Субъективизм Шопена

Субъективизм ШопенаШопен добился славы почти с первых шагов: Его учитель Эльснер предсказывает ему, ребенку, блестящую будущность после первого знакомства и напутствует его наказом занять место между Россини и Моцартом. В то же время Шопен выделяется как несравненный пианист, Эльснер сравнивает его со знаменитым Фильдом. Двадцати лет Шопен переживает страшное общественное горе — взятие Варшавы, и оставляет музыкальный памятник этого события в своем так называемом «Революционном этюде». Переехав в Париж, Шопен приобретает дружбу самого сильного в тогдашнем музыкальном мире человека — Франца Листа, и тот без труда делает его модным как пианиста, импровизатора и изящного салонного композитора. Для него открываются салоны князя Радзивилла и графини Ротшильд, он становится «пианистом герцогинь». Великосветские дамы буквально носят на руках этого печального красавца с неистощимым родником самой сладкой музыкальной меланхолии в сердце.

Значит ли это, что Шопен был понят, что почувствовали его культурную роль или хоть оценили его место в развитии музыки, тот новый смелый шаг, который он сделал? Ничего подобного. Модный виртуоз, одно из утонченнейших светских развлечений, учитель по червонцу за час— вот что такое Шопен бил для Парижа. Понять его могла только более широкая публика: буржуазная интеллигенция, самые культурные слои мещанства, но они при жизни Шопена знали его плохо. Гениальность его натуры, Шопена-человека, эту воплощенную поэзию чуткости, грусти, патриотизма, нежности, бескорыстной любви, оценивали, конечно, друзья и, в особенности великая Жорж Санд, но огромное место Шопена в истории искусства понял только один человек, но зато это был равный — это был Роберт Шуман.

В чем же дело? Дело в том, что Шопен был не столько даже музыкантом, сколько поэтом — лириком в звуках. Он с негодованием говорил о музыке бессодержательной, не выражающей никаких душевных состояний. Его музыкальные произведения — это тончайшие настроения души, отличающейся чудесною подвижностью и чуткостью, выраженные почти с полной точностью в звуках рояля. Что за дело было ему до правил? Как мог он считаться с прошлым? Как Вальтер у Вагнера поет что подсказывает ему сердце, приводя в ужас ученых мейстерзингеров, так точно и славянин Шопен, человек другой культуры, юной, искренней, деревенской, но культуры страдальческого народа, породившей уже таких гениев той же надрывной искренности, того же горького лиризма, как Словацкий, Мицкевич, польский интеллигент всеми фибрами — Шопен пел свою душу как она есть и стремился к одному: быть правдивым в музыкальном изображении своих воздушных грез и той свиты многоликих, летучих настроений, которые звенящим роем окружала эти золотые, лунные грезы.

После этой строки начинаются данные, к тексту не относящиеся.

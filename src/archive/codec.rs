use std::fs::File;
use std::io::{self, BufReader, Read, Write};
use std::path::Path;

use flate2::read::MultiGzDecoder;
use flate2::write::GzEncoder;
use flate2::Compression;

use super::ArchiveFormat;
use crate::error::{Error, Result};

// Highest level that stays out of zstd's "ultra" memory range.
const ZSTD_LEVEL: i32 = 19;
const XZ_PRESET: u32 = 9;

pub(crate) type Decoder = Box<dyn Read + Send>;

/// Opens `path` and wraps it in the decompressor for `format`.
///
/// All decoders accept concatenated streams.
pub(crate) fn open_decoder(path: &Path, format: ArchiveFormat) -> io::Result<Decoder> {
    let file = File::open(path)?;
    let decoder: Decoder = match format {
        ArchiveFormat::Zstd => Box::new(zstd::stream::read::Decoder::new(file)?),
        ArchiveFormat::Gzip => Box::new(MultiGzDecoder::new(BufReader::new(file))),
        ArchiveFormat::Xz => Box::new(xz2::read::XzDecoder::new_multi_decoder(BufReader::new(
            file,
        ))),
        ArchiveFormat::Bzip2 => Box::new(bzip2::read::MultiBzDecoder::new(BufReader::new(file))),
    };
    Ok(decoder)
}

/// Compressing writer over a container file.
pub(crate) enum ContainerEncoder {
    Zstd(zstd::stream::write::Encoder<'static, File>),
    Gzip(GzEncoder<File>),
    Xz(xz2::write::XzEncoder<File>),
}

impl ContainerEncoder {
    pub(crate) fn new(file: File, format: ArchiveFormat) -> Result<Self> {
        Ok(match format {
            ArchiveFormat::Zstd => {
                ContainerEncoder::Zstd(zstd::stream::write::Encoder::new(file, ZSTD_LEVEL)?)
            }
            ArchiveFormat::Gzip => ContainerEncoder::Gzip(GzEncoder::new(file, Compression::best())),
            ArchiveFormat::Xz => ContainerEncoder::Xz(xz2::write::XzEncoder::new(file, XZ_PRESET)),
            ArchiveFormat::Bzip2 => {
                return Err(Error::Config(format!("{format} archives are read-only")));
            }
        })
    }

    /// Writes the compressor trailer and hands back the file.
    pub(crate) fn finish(self) -> io::Result<File> {
        match self {
            ContainerEncoder::Zstd(encoder) => encoder.finish(),
            ContainerEncoder::Gzip(encoder) => encoder.finish(),
            ContainerEncoder::Xz(encoder) => encoder.finish(),
        }
    }
}

impl Write for ContainerEncoder {
    fn write(&mut self, buf: &[u8]) -> io::Result<usize> {
        match self {
            ContainerEncoder::Zstd(encoder) => encoder.write(buf),
            ContainerEncoder::Gzip(encoder) => encoder.write(buf),
            ContainerEncoder::Xz(encoder) => encoder.write(buf),
        }
    }

    fn flush(&mut self) -> io::Result<()> {
        match self {
            ContainerEncoder::Zstd(encoder) => encoder.flush(),
            ContainerEncoder::Gzip(encoder) => encoder.flush(),
            ContainerEncoder::Xz(encoder) => encoder.flush(),
        }
    }
}

#[cfg(test)]
mod tests {
    use super::*;
    use tempfile::tempdir;

    #[test]
    fn encode_then_decode_each_writable_format() {
        let dir = tempdir().expect("tempdir");
        for format in ArchiveFormat::ALL.into_iter().filter(|f| f.is_writable()) {
            let path = dir.path().join(format!("blob.{}", format.extension()));
            let file = File::create(&path).expect("create");
            let mut encoder = ContainerEncoder::new(file, format).expect("encoder");
            encoder.write_all(b"hello archive").expect("write");
            encoder.finish().expect("finish").sync_all().expect("sync");

            let mut decoded = String::new();
            open_decoder(&path, format)
                .expect("decoder")
                .read_to_string(&mut decoded)
                .expect("decode");
            assert_eq!(decoded, "hello archive", "format {format}");
        }
    }

    #[test]
    fn bzip2_encoder_is_refused() {
        let dir = tempdir().expect("tempdir");
        let file = File::create(dir.path().join("blob.bz2")).expect("create");
        assert!(matches!(
            ContainerEncoder::new(file, ArchiveFormat::Bzip2),
            Err(Error::Config(_))
        ));
    }
}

В то же время не надо понимать шопеновское негодование против бессодержательной музыки в том смысле, будто он вкладывал в свои произведения определенные идеи, известный сюжет. Нет, конечно, иначе почему бы он был музыкантом? Если бы идеи его были определенны, если бы образы его были законченны и пластичны, он бы был живописцем, как Матейко, или поэтом, как Словацкий, может быть даже философом-мистиком, как Товянский. Но, как очень тонко заметил Пуаре: «У Шопена музыкальная идея ближе к чувству, чем к мысли». Таким образом, Шопен есть самое полное отрицание музыкального формализма и самое утонченное, самое искреннее, а потому самое захватывающее, выражение музыкального романтизма.
И по мере того как неврастения делала свои завоевания, по мере того как чудовищный бег прогресса, несущий с собой почти призрачную быстроту впечатлений, рост противоречий социальной жизни истощали и вместе с тем болезненно напрягали нервы культурного мещанства, — Шопена-субъективиста стали понимать.

Из обездоленного края, из окровавленной Варшавы этот юноша принес свою лиру, похожую на ту дудочку, что сделана из кости убитой сестрицы, и сыграл на ней песни своей тоски, своих почти неумолимых, почти уже мистических грез — порождений польской души, смертельно отчаявшейся, но не желающей умирать.

И в этих песнях лишенного родины поляка европейский интеллигент нашел самые поразительные созвучия с расстроенной музыкой своей собственной истерзанной души.